Щурясь от предзакатного солнца, перевозчик Кузьмич в капитанской фуражке неопределенного цвета сидел с ореховой удочкой на мостках, свесив в воду босые ноги.
— Это токовище, — безапеляционно заявляла интуиция, когда вечно ворчащий Кузьмич стал нехотя сматывать леску.
— Ходют по одному, — прервал он мой внутренний спор. — Нет бы гурьбой, а то ходют по одному. Ни рыбы половить, ни газеты культурно почитать. И рыба, чертие знает, ушла куда. И ходют, и ходют по одному. По двое.
— Да токовище, токовище, — нахрапом брала интуиция, когда Кузьмич с недовольным выражением на морщинистом лице кивком головы показал, куда мне положить плату за перевоз, не удостоив взять деньги в руку. — Потому и над землей так высоко, чтобы шалаш над снегом оказался. Да и тетерев понизу хорошо видит, а если шалаш приподнят на деревья, так петуху и вовсе ничего видно не будет.
Вода забурлила на стремнине быстрой Кудьмы и заставила развернуть лодку под углом к берегам.
— Но там ведь дорога, — произнес я в сердцах.
— Какая дорога? — хором спросили брат и Кузьмич.
Последнюю фразу я сказал вслух, видимо, от отчаяния.
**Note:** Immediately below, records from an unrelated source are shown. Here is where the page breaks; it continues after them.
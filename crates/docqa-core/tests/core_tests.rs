use std::fs;

use docqa_core::chunker::{reassemble, Chunker};
use docqa_core::config::{Config, EmbeddingProvider, VectorBackend};
use docqa_core::types::Document;
use tempfile::TempDir;

#[test]
fn config_file_overrides_defaults() {
    let tmp = TempDir::new().unwrap();
    let path = tmp.path().join("docqa.toml");
    fs::write(
        &path,
        r#"
[chunking]
target_size = 500
overlap = 100

[fusion]
semantic = 0.7
keyword = 0.3
reference = 0.0
fallback = 0.0

[embedding]
provider = "bge-m3"
model_dir = "/models/bge-m3"

[vector_store]
backend = "lancedb"
"#,
    )
    .unwrap();

    let config = Config::from_file(&path);
    let settings = config.settings().expect("settings");
    assert_eq!(settings.chunking.target_size, 500);
    assert_eq!(settings.chunking.overlap, 100);
    assert_eq!(settings.fusion.semantic, 0.7);
    assert_eq!(settings.embedding.provider, EmbeddingProvider::BgeM3);
    assert_eq!(settings.vector_store.backend, VectorBackend::Lancedb);
    // untouched sections keep their defaults
    assert_eq!(settings.retrieval.top_k, 20);
    assert_eq!(settings.vector_store.table, "chunks");

    let top_k: usize = config.get("retrieval.top_k").unwrap();
    assert_eq!(top_k, 20);
}

#[test]
fn invalid_chunking_in_file_fails_fast() {
    let tmp = TempDir::new().unwrap();
    let path = tmp.path().join("bad.toml");
    fs::write(&path, "[chunking]\ntarget_size = 100\noverlap = 150\n").unwrap();

    let err = Config::from_file(&path).settings().unwrap_err();
    assert!(err.is_configuration(), "got {err}");
}

#[test]
fn chunk_document_covers_source_text() {
    let text = fs_text();
    let document = Document::new("session_a", "manual.txt", text.clone());
    let chunker = Chunker::new(docqa_core::config::ChunkingSettings { target_size: 500, overlap: 100 }).unwrap();
    let chunks = chunker.chunk_document(&document);

    assert!(chunks.len() >= 3);
    assert_eq!(reassemble(&chunks), text);
    for c in &chunks {
        assert_eq!(c.document_id, document.document_id);
        assert_eq!(c.session_id, "session_a");
        assert!(c.text.chars().count() <= 500);
    }
    let ids: std::collections::HashSet<_> = chunks.iter().map(|c| c.chunk_id.clone()).collect();
    assert_eq!(ids.len(), chunks.len());
}

fn fs_text() -> String {
    (1..=6)
        .map(|i| format!("Section {i}\n\nThis part explains topic number {i} in detail. It has several sentences. Each one adds a little more context about the subject at hand, so the paragraph grows past a trivial size."))
        .collect::<Vec<_>>()
        .join("\n\n")
}
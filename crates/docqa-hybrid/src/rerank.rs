//! Second-pass scoring of fused results by a cross-encoder style model.
//!
//! The reranker only reorders what fusion already selected. Its scores are
//! min-max normalized over the batch and blended with the fused confidence.
//! Any failure leaves the fused order untouched.

use serde::Serialize;
use std::sync::Arc;
use std::time::Duration;

use docqa_core::config::RerankSettings;
use docqa_core::types::RankedResult;

use crate::fusion::{compare_ranked, min_max};

/// `(question, passage) → relevance` for a batch of passages. Higher is
/// more relevant; the scale is the model's own.
pub trait Reranker: Send + Sync {
    fn id(&self) -> &str;
    fn score(&self, question: &str, passages: &[String]) -> anyhow::Result<Vec<f32>>;
}

#[derive(Debug, Clone, PartialEq, Eq, Serialize)]
#[serde(rename_all = "snake_case", tag = "status", content = "detail")]
pub enum RerankStatus {
    Disabled,
    Applied,
    /// Fused order kept.
    Failed(String),
}

pub struct RerankStage {
    reranker: Arc<dyn Reranker>,
    weight: f32,
    snippet_chars: usize,
    timeout: Duration,
}

impl RerankStage {
    pub fn new(reranker: Arc<dyn Reranker>, settings: RerankSettings) -> Self {
        Self { reranker, weight: settings.weight, snippet_chars: settings.snippet_chars, timeout: settings.timeout() }
    }

    pub fn id(&self) -> &str {
        self.reranker.id()
    }

    pub async fn apply(&self, question: &str, results: Vec<RankedResult>) -> (Vec<RankedResult>, RerankStatus) {
        if results.is_empty() {
            return (results, RerankStatus::Applied);
        }
        match self.scores(question, &results).await {
            Ok(scores) => (self.blend(results, &scores), RerankStatus::Applied),
            Err(reason) => {
                tracing::warn!(reranker = self.reranker.id(), reason = %reason, "rerank failed; keeping fused order");
                (results, RerankStatus::Failed(reason))
            }
        }
    }

    async fn scores(&self, question: &str, results: &[RankedResult]) -> Result<Vec<f32>, String> {
        let reranker = self.reranker.clone();
        let question = question.to_string();
        let passages: Vec<String> = results.iter().map(|r| r.text.chars().take(self.snippet_chars).collect()).collect();
        let expected = passages.len();
        let task = tokio::task::spawn_blocking(move || reranker.score(&question, &passages));
        let scores = match tokio::time::timeout(self.timeout, task).await {
            Ok(Ok(Ok(scores))) => scores,
            Ok(Ok(Err(e))) => return Err(format!("{e:#}")),
            Ok(Err(join)) => return Err(join.to_string()),
            Err(_) => return Err(format!("timed out after {}ms", self.timeout.as_millis())),
        };
        if scores.len() != expected {
            return Err(format!("reranker returned {} scores for {expected} passages", scores.len()));
        }
        if scores.iter().any(|s| !s.is_finite()) {
            return Err("reranker returned a non-finite score".into());
        }
        Ok(scores)
    }

    fn blend(&self, mut results: Vec<RankedResult>, scores: &[f32]) -> Vec<RankedResult> {
        let normalized = min_max(scores.iter().copied());
        for (result, &score) in results.iter_mut().zip(scores) {
            let blended = (1.0 - self.weight) * result.confidence + self.weight * normalized(score);
            result.confidence = blended.clamp(0.0, 1.0);
        }
        results.sort_by(compare_ranked);
        results
    }
}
Эта самая дорога грубо и безжалостно выбивала почву из-под ног интуиции — не могло же токовище быть на дороге.
— Это я так, вспомнилось, — неопределенно ответил я, раздосадованный неожиданным препятствием в рассуждениях.
И в ту же секунду флюиды-гормоны счастья горячей волной наполнили сверху-донизу всю мою кровеносную систему:
— Дорога появилась потом! — вывернулась интуиция. — Была просека и болотистая полянка на краю поля. Там и токовали. Потом появилась дорога, и ток распугали. Скрадок стал не нужен, и его забросили. Но теперь дорогой не пользуются уже много лет. Может, вернулись тетерева? Или не вернулись. Или одно из двух.
Проверить хотелось сейчас, немедленно. Но это было невозможно.
В последующие дни я лишь травил себя, выискивая какую-нибудь ошибку в рассуждениях, но рассудочной голове теперь противилось все мое существо, и как бы голова ни старалась, всегда выходило, что ток в этом месте наверняка есть. Я читал и перечитывал книжки и журнальные статьи о тетеревах и охоте на них, сопоставлял с тем, что увидел, и не находил ничего, что противоречило бы моему предположению.